#### [PROBLEM TO SOLVE]
Copy out each line of the material in which the word "classified" appears.

#### [MATERIAL PROVIDED]
+--

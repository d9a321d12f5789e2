//! Completion-callback injection for mutation/subscription hooks.
//!
//! UI bindings run a completion callback with the cache and the operation
//! result once a mutation or subscription delivers data. [`with_cache_update`]
//! fills that slot with a call to [`apply_patch`] built from the options'
//! recipe. A callback the caller already supplied is kept as is; the
//! injected one is never layered on top of it.

use std::fmt;
use std::sync::Arc;

use serde_json::Value;

use crate::Result;
use crate::cache::QueryCache;
use crate::patch::apply_patch;
use crate::types::UpdateRecipe;

/// Runs when an operation completes: `(cache, operation result payload)`.
pub type CompletionCallback = Arc<dyn Fn(&dyn QueryCache, &Value) -> Result<()> + Send + Sync>;

/// Hook options carrying the update recipe.
#[derive(Clone, Default)]
pub struct HookOptions {
    /// What to patch when the operation completes.
    pub recipe: Option<UpdateRecipe>,
    /// Completion callback, caller-supplied or injected.
    pub on_completed: Option<CompletionCallback>,
}

impl HookOptions {
    pub fn new(recipe: UpdateRecipe) -> Self {
        Self {
            recipe: Some(recipe),
            on_completed: None,
        }
    }

    pub fn on_completed<F>(mut self, callback: F) -> Self
    where
        F: Fn(&dyn QueryCache, &Value) -> Result<()> + Send + Sync + 'static,
    {
        self.on_completed = Some(Arc::new(callback));
        self
    }

    /// Invoke the completion callback, if any.
    pub fn complete(&self, cache: &dyn QueryCache, payload: &Value) -> Result<()> {
        match &self.on_completed {
            Some(callback) => callback(cache, payload),
            None => Ok(()),
        }
    }
}

impl fmt::Debug for HookOptions {
    fn fmt(&self, f: &mut fmt::Formatter<'_>) -> fmt::Result {
        f.debug_struct("HookOptions")
            .field("recipe", &self.recipe)
            .field("on_completed", &self.on_completed.as_ref().map(|_| "<fn>"))
            .finish()
    }
}

/// Inject a cache-patching completion callback into `options`.
///
/// Returns `options` unchanged when it already has a callback or carries no
/// recipe.
pub fn with_cache_update(mut options: HookOptions) -> HookOptions {
    if options.on_completed.is_some() {
        return options;
    }
    let Some(recipe) = options.recipe.clone() else {
        return options;
    };

    options.on_completed = Some(Arc::new(move |cache: &dyn QueryCache, payload: &Value| {
        apply_patch(cache, payload, &recipe).map(|_| ())
    }));
    options
}
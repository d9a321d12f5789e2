//! Process-wide configuration handle.
//!
//! Changes apply globally and immediately to every later call that reads
//! the store. There is no scoping and no rollback.

use std::sync::{LazyLock, PoisonError, RwLock};

use tracing::debug;

use super::{ConfigOverrides, PatchConfig};

static GLOBAL: LazyLock<RwLock<PatchConfig>> =
    LazyLock::new(|| RwLock::new(PatchConfig::default()));

/// Merge `overrides` into the process-wide configuration.
pub fn configure(overrides: ConfigOverrides) {
    debug!(?overrides, "merging global patch configuration");
    GLOBAL
        .write()
        .unwrap_or_else(PoisonError::into_inner)
        .merge(overrides);
}

/// Snapshot of the process-wide configuration.
pub fn current_config() -> PatchConfig {
    GLOBAL
        .read()
        .unwrap_or_else(PoisonError::into_inner)
        .clone()
}
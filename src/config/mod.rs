//! Patch configuration.
//!
//! [`PatchConfig`] holds the identity field name, the three name-prefix
//! lists that drive intent classification, and an optional callback that
//! picks the identity field per item. It is a plain value: pass it to a
//! [`CachePatcher`](crate::CachePatcher) directly, or use the process-wide
//! store ([`configure`], [`current_config`]) that the global entry points
//! read from.
//!
//! Overrides are partial. [`PatchConfig::merge`] replaces only the keys an
//! override sets, so repeated merges are last-write-wins per key.
//!
//! ```rust
//! # use gqlpatch::{ConfigOverrides, PatchConfig};
//! let config = PatchConfig::default().with_overrides(
//!     ConfigOverrides::new()
//!         .identity_field("uuid")
//!         .add_prefixes(["create", "publish"]),
//! );
//! assert_eq!(config.identity_field, "uuid");
//! ```

mod file;
mod store;

pub use store::{configure, current_config};

use std::fmt;
use std::sync::Arc;

use serde::Deserialize;
use serde_json::Value;

use crate::types::Intent;

/// Identity field used when nothing else is configured.
pub const DEFAULT_IDENTITY_FIELD: &str = "id";

/// Type discriminator field; never merged into single cached items.
pub const TYPENAME_FIELD: &str = "__typename";

/// Default prefixes classified as [`Intent::Add`].
pub const DEFAULT_ADD_PREFIXES: &[&str] = &["create", "add", "new", "insert"];

/// Default prefixes classified as [`Intent::Remove`].
pub const DEFAULT_REMOVE_PREFIXES: &[&str] = &["remove", "delete"];

/// Default prefixes classified as [`Intent::Update`].
pub const DEFAULT_UPDATE_PREFIXES: &[&str] = &["update", "edit"];

/// Picks the identity field for an item, e.g. from its `__typename`.
///
/// Returning `None` falls back to the configured default.
pub type IdentityResolver = Arc<dyn Fn(&Value) -> Option<String> + Send + Sync>;

/// Resolved configuration read by classification and identity resolution.
#[derive(Clone)]
pub struct PatchConfig {
    /// Default identity field. Default: `"id"`.
    pub identity_field: String,
    /// Lower-case prefixes marking an ADD operation.
    pub add_prefixes: Vec<String>,
    /// Lower-case prefixes marking a REMOVE operation.
    pub remove_prefixes: Vec<String>,
    /// Lower-case prefixes marking an UPDATE operation.
    pub update_prefixes: Vec<String>,
    /// Per-item identity field callback.
    pub identity_resolver: Option<IdentityResolver>,
}

impl Default for PatchConfig {
    fn default() -> Self {
        Self {
            identity_field: DEFAULT_IDENTITY_FIELD.to_string(),
            add_prefixes: owned(DEFAULT_ADD_PREFIXES),
            remove_prefixes: owned(DEFAULT_REMOVE_PREFIXES),
            update_prefixes: owned(DEFAULT_UPDATE_PREFIXES),
            identity_resolver: None,
        }
    }
}

impl PatchConfig {
    /// Built-in defaults.
    pub fn new() -> Self {
        Self::default()
    }

    /// Merge `overrides` into this config. Unset override keys are left alone.
    pub fn merge(&mut self, overrides: ConfigOverrides) {
        if let Some(field) = overrides.identity_field {
            self.identity_field = field;
        }
        if let Some(prefixes) = overrides.add_prefixes {
            self.add_prefixes = lowercase(prefixes);
        }
        if let Some(prefixes) = overrides.remove_prefixes {
            self.remove_prefixes = lowercase(prefixes);
        }
        if let Some(prefixes) = overrides.update_prefixes {
            self.update_prefixes = lowercase(prefixes);
        }
        if let Some(resolver) = overrides.identity_resolver {
            self.identity_resolver = Some(resolver);
        }
    }

    /// Consuming form of [`merge`](Self::merge).
    pub fn with_overrides(mut self, overrides: ConfigOverrides) -> Self {
        self.merge(overrides);
        self
    }

    /// Prefix list for a concrete intent; `Auto` has none.
    pub fn prefixes(&self, intent: Intent) -> &[String] {
        match intent {
            Intent::Add => &self.add_prefixes,
            Intent::Remove => &self.remove_prefixes,
            Intent::Update => &self.update_prefixes,
            Intent::Auto => &[],
        }
    }

    /// Identity field for `item`: the resolver's answer if it gives one,
    /// otherwise the configured default.
    pub fn identity_field_for(&self, item: &Value) -> String {
        self.identity_resolver
            .as_ref()
            .and_then(|resolve| resolve(item))
            .unwrap_or_else(|| self.identity_field.clone())
    }
}

impl fmt::Debug for PatchConfig {
    fn fmt(&self, f: &mut fmt::Formatter<'_>) -> fmt::Result {
        f.debug_struct("PatchConfig")
            .field("identity_field", &self.identity_field)
            .field("add_prefixes", &self.add_prefixes)
            .field("remove_prefixes", &self.remove_prefixes)
            .field("update_prefixes", &self.update_prefixes)
            .field("identity_resolver", &self.identity_resolver.is_some())
            .finish()
    }
}

/// Partial configuration, merged over a [`PatchConfig`].
///
/// Deserializable from TOML (see [`ConfigOverrides::load`]); the resolver
/// callback can only be set programmatically.
///
/// ```toml
/// identity_field = "uuid"
/// add_prefixes = ["create", "publish"]
/// remove_prefixes = ["delete", "archive"]
/// ```
#[derive(Clone, Default, Deserialize)]
#[serde(default, deny_unknown_fields)]
pub struct ConfigOverrides {
    pub identity_field: Option<String>,
    pub add_prefixes: Option<Vec<String>>,
    pub remove_prefixes: Option<Vec<String>>,
    pub update_prefixes: Option<Vec<String>>,
    #[serde(skip)]
    pub identity_resolver: Option<IdentityResolver>,
}

impl ConfigOverrides {
    /// Empty overrides (merging them changes nothing).
    pub fn new() -> Self {
        Self::default()
    }

    pub fn identity_field(mut self, field: impl Into<String>) -> Self {
        self.identity_field = Some(field.into());
        self
    }

    pub fn add_prefixes<I, S>(mut self, prefixes: I) -> Self
    where
        I: IntoIterator<Item = S>,
        S: Into<String>,
    {
        self.add_prefixes = Some(prefixes.into_iter().map(Into::into).collect());
        self
    }

    pub fn remove_prefixes<I, S>(mut self, prefixes: I) -> Self
    where
        I: IntoIterator<Item = S>,
        S: Into<String>,
    {
        self.remove_prefixes = Some(prefixes.into_iter().map(Into::into).collect());
        self
    }

    pub fn update_prefixes<I, S>(mut self, prefixes: I) -> Self
    where
        I: IntoIterator<Item = S>,
        S: Into<String>,
    {
        self.update_prefixes = Some(prefixes.into_iter().map(Into::into).collect());
        self
    }

    pub fn identity_resolver<F>(mut self, resolver: F) -> Self
    where
        F: Fn(&Value) -> Option<String> + Send + Sync + 'static,
    {
        self.identity_resolver = Some(Arc::new(resolver));
        self
    }
}

impl fmt::Debug for ConfigOverrides {
    fn fmt(&self, f: &mut fmt::Formatter<'_>) -> fmt::Result {
        f.debug_struct("ConfigOverrides")
            .field("identity_field", &self.identity_field)
            .field("add_prefixes", &self.add_prefixes)
            .field("remove_prefixes", &self.remove_prefixes)
            .field("update_prefixes", &self.update_prefixes)
            .field("identity_resolver", &self.identity_resolver.is_some())
            .finish()
    }
}

fn owned(prefixes: &[&str]) -> Vec<String> {
    prefixes.iter().map(|p| (*p).to_string()).collect()
}

fn lowercase(prefixes: Vec<String>) -> Vec<String> {
    prefixes.into_iter().map(|p| p.to_lowercase()).collect()
}

#[cfg(test)]
mod tests {
    use super::*;
    use serde_json::json;

    #[test]
    fn defaults() {
        let config = PatchConfig::default();
        assert_eq!(config.identity_field, "id");
        assert_eq!(config.add_prefixes, ["create", "add", "new", "insert"]);
        assert_eq!(config.remove_prefixes, ["remove", "delete"]);
        assert_eq!(config.update_prefixes, ["update", "edit"]);
        assert!(config.identity_resolver.is_none());
    }

    #[test]
    fn merge_only_touches_set_keys() {
        let mut config = PatchConfig::default();
        config.merge(ConfigOverrides::new().remove_prefixes(["Archive"]));

        assert_eq!(config.identity_field, "id");
        assert_eq!(config.add_prefixes, ["create", "add", "new", "insert"]);
        assert_eq!(config.remove_prefixes, ["archive"]);
    }

    #[test]
    fn later_merge_wins_per_key() {
        let config = PatchConfig::default()
            .with_overrides(ConfigOverrides::new().identity_field("uuid").add_prefixes(["make"]))
            .with_overrides(ConfigOverrides::new().identity_field("key"));

        assert_eq!(config.identity_field, "key");
        assert_eq!(config.add_prefixes, ["make"]);
    }

    #[test]
    fn resolver_falls_back_to_default_field() {
        let config = PatchConfig::default().with_overrides(ConfigOverrides::new().identity_resolver(
            |item| match item.get(TYPENAME_FIELD).and_then(Value::as_str) {
                Some("User") => Some("username".to_string()),
                _ => None,
            },
        ));

        assert_eq!(
            config.identity_field_for(&json!({"__typename": "User", "username": "ana"})),
            "username"
        );
        assert_eq!(config.identity_field_for(&json!({"__typename": "Post", "id": 1})), "id");
    }

    #[test]
    fn prefixes_by_intent() {
        let config = PatchConfig::default();
        assert_eq!(config.prefixes(Intent::Update), ["update", "edit"]);
        assert!(config.prefixes(Intent::Auto).is_empty());
    }

    #[test]
    fn overrides_parse_from_toml() {
        let overrides: ConfigOverrides = toml::from_str(
            r#"
            identity_field = "uuid"
            update_prefixes = ["patch", "Rename"]
        "#,
        )
        .unwrap();
        let config = PatchConfig::default().with_overrides(overrides);
        assert_eq!(config.identity_field, "uuid");
        assert_eq!(config.update_prefixes, ["patch", "rename"]);
        assert_eq!(config.remove_prefixes, ["remove", "delete"]);
    }

    #[test]
    fn unknown_toml_key_is_rejected() {
        let result: std::result::Result<ConfigOverrides, _> = toml::from_str("idfield = \"x\"");
        assert!(result.is_err());
    }
}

+--

#### [EXPECTED OUTPUT]
/// Default prefixes classified as [`Intent::Add`].
/// Default prefixes classified as [`Intent::Remove`].
/// Default prefixes classified as [`Intent::Update`].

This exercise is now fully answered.